Scripture: Luke 10: 25-37 (parable of the Good Samaritan)

The 12th Day of February brings to our attention several reminders. It is the birthday of Abraham Lincoln --- who is still revered here in this land, and over much of the world, for his simple honesty and great capacities --- a common people’s man with uncommon abilities.

Some few of us have recently seen a motion picture version of the Lincoln-Douglas debates on the question of slavery. It was impressive to see an interpretation of his determined opposition to slavery as a violation of human rights and dignity; as well as to hear some of the words he is reported to have uttered in those debates. Following the debates, Lincoln won Illinois’ popular vote but lost the electoral vote and so was defeated then, in his bid for office. But he became President of the USA a little later. Many of those who adhere to the Republican Party, of which Lincoln was the first Presidential representative, have gathered for Lincoln Day observances in numerous communities.

It happens that the Boy Scouts of America usually observe National Boy Scout Week at the time of Lincoln’s birthday. The Scouts of our community have been active in learning the functioning of city and county government this past week. And the citizenry is happy to encourage them. Today, at the end of Boy Scout Week, is Boy Scout Sunday. We are happy to welcome Boy Scouts and Cub Scouts, and their leaders, at our worship services today and to have the assistance of Scouts at ushering. The Scouts are attending services in churches of their choice all over the nation today.

Another of the special emphases, which appears on church calendars on the weekend nearest Lincoln’s birthday, is Race Relations Sunday. Today is that day. Probably it seems particularly appropriate that such an emphasis should occur near his birthday because of Lincoln’s lifelong opposition to slave-holding and his sacrificial success in having chattel slavery abolished in this country.

But his success did not settle the matter of improved relations between black and white people, nor of relations between people of other races as well. That is a matter that is still crying for improvement a century after the time of Lincoln! There are those who think that the church of today has little influence on the real issues of living. Indeed, many professing church members say (according to polls of the American Institute of Public Opinion) that their religious beliefs have no influence on their politics or business. Why not? That is where life is being lived, and religious convictions should be at the center of living! I hope that we people of this church take our faith seriously --- not only for comfort on Sunday morning, but for the conflicts and dangers and sufferings of the week!

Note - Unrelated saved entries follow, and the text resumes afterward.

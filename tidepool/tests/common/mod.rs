//! Shared behaviors and helpers for the integration tests.

#![allow(dead_code)]

use std::sync::atomic::{AtomicUsize, Ordering};
use std::time::{Duration, SystemTime};

use tidepool::prelude::*;

pub fn init_tracing() {
    let _ = tracing_subscriber::fmt()
        .with_test_writer()
        .with_env_filter(
            tracing_subscriber::EnvFilter::try_from_default_env()
                .unwrap_or_else(|_| tracing_subscriber::EnvFilter::new("info")),
        )
        .try_init();
}

/// Counter that keeps its value in storage and a copy in memory.
///
/// | method | body | effect |
/// |--------|------|--------|
/// | `increment` | - | `count += 1`, returns the new value |
/// | `get` | - | stored `count` |
/// | `cached` | - | the in-memory copy, `null` after a rollback |
/// | `add_then_fail` | `u64` | commits `count += n`, then fails |
/// | `panic` | - | panics |
/// | `slow_increment` | `u64` ms | sleeps, then increments |
/// | `set_alarm` | `u64` ms | schedules the alarm that far ahead |
/// | `alarms` | - | how many alarm turns completed |
///
/// The alarm handler fails while the stored `fail_alarms` counter is
/// positive, decrementing it each time.
#[derive(Default)]
pub struct Counter {
    cached: Option<u64>,
}

impl Counter {
    pub fn factory(_ctx: &ObjectContext) -> Counter {
        Counter::default()
    }

    async fn increment(&mut self, storage: &Storage) -> Result<u64, InvocationFault> {
        let n = storage.get::<u64>("count").await?.unwrap_or(0) + 1;
        storage.put("count", &n).await?;
        self.cached = Some(n);
        Ok(n)
    }
}

#[async_trait]
impl ObjectBehavior for Counter {
    async fn invoke(
        &mut self,
        ctx: &ObjectContext,
        request: Request,
    ) -> Result<Response, InvocationFault> {
        let storage = ctx.storage();
        match request.method.as_str() {
            "increment" => Ok(Response::json(&self.increment(storage).await?)?),
            "get" => {
                let n = storage.get::<u64>("count").await?.unwrap_or(0);
                Ok(Response::json(&n)?)
            }
            "cached" => Ok(Response::json(&self.cached)?),
            "add_then_fail" => {
                let amount: u64 = request.json_body()?;
                let n = storage.get::<u64>("count").await?.unwrap_or(0) + amount;
                storage.put("count", &n).await?;
                self.cached = Some(n);
                Err(InvocationFault::failed("failed after write"))
            }
            "panic" => panic!("counter asked to panic"),
            "slow_increment" => {
                let ms: u64 = request.json_body()?;
                tokio::time::sleep(Duration::from_millis(ms)).await;
                Ok(Response::json(&self.increment(storage).await?)?)
            }
            "set_alarm" => {
                let ms: u64 = request.json_body()?;
                storage
                    .set_alarm(SystemTime::now() + Duration::from_millis(ms))
                    .await?;
                Ok(Response::ok(Vec::new()))
            }
            "fail_alarms" => {
                let times: u64 = request.json_body()?;
                storage.put("fail_alarms", &times).await?;
                Ok(Response::ok(Vec::new()))
            }
            "alarms" => {
                let n = storage.get::<u64>("alarms").await?.unwrap_or(0);
                Ok(Response::json(&n)?)
            }
            other => Err(InvocationFault::UnknownMethod(other.to_string())),
        }
    }

    async fn alarm(&mut self, ctx: &ObjectContext) -> Result<(), InvocationFault> {
        let storage = ctx.storage();
        let pending_failures = storage.get::<u64>("fail_alarms").await?.unwrap_or(0);
        if pending_failures > 0 {
            storage.put("fail_alarms", &(pending_failures - 1)).await?;
            return Err(InvocationFault::failed("alarm asked to fail"));
        }
        let n = storage.get::<u64>("alarms").await?.unwrap_or(0) + 1;
        storage.put("alarms", &n).await?;
        Ok(())
    }
}

/// Records how many turns run at once, across every object it builds.
#[derive(Debug, Default)]
pub struct Overlap {
    in_flight: AtomicUsize,
    max_in_flight: AtomicUsize,
}

impl Overlap {
    pub fn enter(&self) {
        let now = self.in_flight.fetch_add(1, Ordering::SeqCst) + 1;
        self.max_in_flight.fetch_max(now, Ordering::SeqCst);
    }

    pub fn exit(&self) {
        self.in_flight.fetch_sub(1, Ordering::SeqCst);
    }

    pub fn max(&self) -> usize {
        self.max_in_flight.load(Ordering::SeqCst)
    }
}

/// Behavior whose `work` method sleeps while registered in an [`Overlap`].
pub struct Worker {
    overlap: Arc<Overlap>,
}

impl Worker {
    pub fn factory(overlap: Arc<Overlap>) -> impl Fn(&ObjectContext) -> Worker + Send + Sync + 'static {
        move |_ctx: &ObjectContext| Worker {
            overlap: overlap.clone(),
        }
    }
}

#[async_trait]
impl ObjectBehavior for Worker {
    async fn invoke(
        &mut self,
        ctx: &ObjectContext,
        request: Request,
    ) -> Result<Response, InvocationFault> {
        match request.method.as_str() {
            "work" => {
                self.overlap.enter();
                tokio::time::sleep(Duration::from_millis(20)).await;
                let log = ctx.storage().get::<Vec<u64>>("log").await?;
                let mut log = log.unwrap_or_default();
                let seq: u64 = request.json_body()?;
                log.push(seq);
                ctx.storage().put("log", &log).await?;
                self.overlap.exit();
                Ok(Response::json(&seq)?)
            }
            "log" => {
                let log = ctx.storage().get::<Vec<u64>>("log").await?;
                Ok(Response::json(&log.unwrap_or_default())?)
            }
            other => Err(InvocationFault::UnknownMethod(other.to_string())),
        }
    }
}

/// Calls `increment` on the COUNTER object named in the request body.
pub struct Relay;

#[async_trait]
impl ObjectBehavior for Relay {
    async fn invoke(
        &mut self,
        ctx: &ObjectContext,
        request: Request,
    ) -> Result<Response, InvocationFault> {
        match request.method.as_str() {
            "forward" => {
                let target: String = request.json_body()?;
                let counters = ctx
                    .namespace("COUNTER")
                    .ok_or_else(|| InvocationFault::failed("COUNTER not bound"))?;
                let stub = counters
                    .get_by_name(&target)
                    .map_err(|e| InvocationFault::bad_request(e.to_string()))?;
                let n: u64 = stub.call("increment", &()).await?;
                Ok(Response::json(&n)?)
            }
            "call_self" => {
                let relays = ctx
                    .namespace("RELAY")
                    .ok_or_else(|| InvocationFault::failed("RELAY not bound"))?;
                let me = relays
                    .get(ctx.id())
                    .map_err(|e| InvocationFault::bad_request(e.to_string()))?;
                let response = me
                    .invoke_timeout(Request::empty("noop"), Duration::from_millis(100))
                    .await?;
                Ok(response)
            }
            "noop" => Ok(Response::ok(Vec::new())),
            other => Err(InvocationFault::UnknownMethod(other.to_string())),
        }
    }
}

/// A runtime with COUNTER bound on the given storage.
pub async fn counter_runtime(storage: Arc<dyn tidepool::StorageBackend>) -> Runtime {
    Runtime::builder()
        .storage(storage)
        .bind("COUNTER", Counter::factory)
        .build()
        .await
        .expect("build runtime")
}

At least in a church of our order, we are the spiritual descendants of people who have taken the matter of race relations seriously for a couple of centuries! For many years before the Civil War, Congregational Churches and Congregational people were in the forefront of those who believed that human slavery is wrong and must be abolished. Not a few helped with the so-called “underground railway” movement in assisting runaway slaves to escape northward. They were strong supporters of the abolitionist movement. Not all were agreed, for Congregationalists are free people to disagree, then and now, when their convictions so dictate.

But this temper has been part of our churches’ tradition for a long time. Following the Civil War, it was an agency of the Congregational Churches, the “American Missionary Association” that raised funds and recruited leaders for a great many schools and colleges to educate the freed (but untrained) Negroes and their descendants. The primary and secondary schools started by the AMA have long since been absorbed into the public school systems of Southern states. But a number of the colleges are still encouraged and supported in part by the AMA and its present successor, the United Church Board for Homeland Ministries.

I was present, though not a delegate, at the 1946 meeting of the General Council of the Congregational Christian Church, held in Grinnell, Iowa. One feature of that council meeting was a centennial of the AMA with warm appreciation of what it had meant for over 100 years. But the church members who attended that council realized that the whole matter of race relations had still a long way to go. And so it was urged that for the next 100 years, beginning right then in 1946, a motto or goal of our church fellowship shall be “an unsegregated church in an unsegregated society.” One fifth of the century -- 20 years of it! -- has already passed. And we are struggling with grim reality. But some progress has been made! 3,800 congregations in our United Church of Christ fellowship have declared publicly that their membership is open to Christian people without regard to racial origin.

The United Church of Christ, of which a great majority of Congregational churches are now a part, has shown a marked concern for racial justice. At the Denver meeting of General Synod in 1963, there was genuine concern for the racial crisis so clearly discernible by that time. Most of those attending that General Synod were convinced that our churches ought to embark on a mission of eliminating racial segregation and discrimination in the life of the churches, and that we ought to throw our influence into securing racial justice in our society.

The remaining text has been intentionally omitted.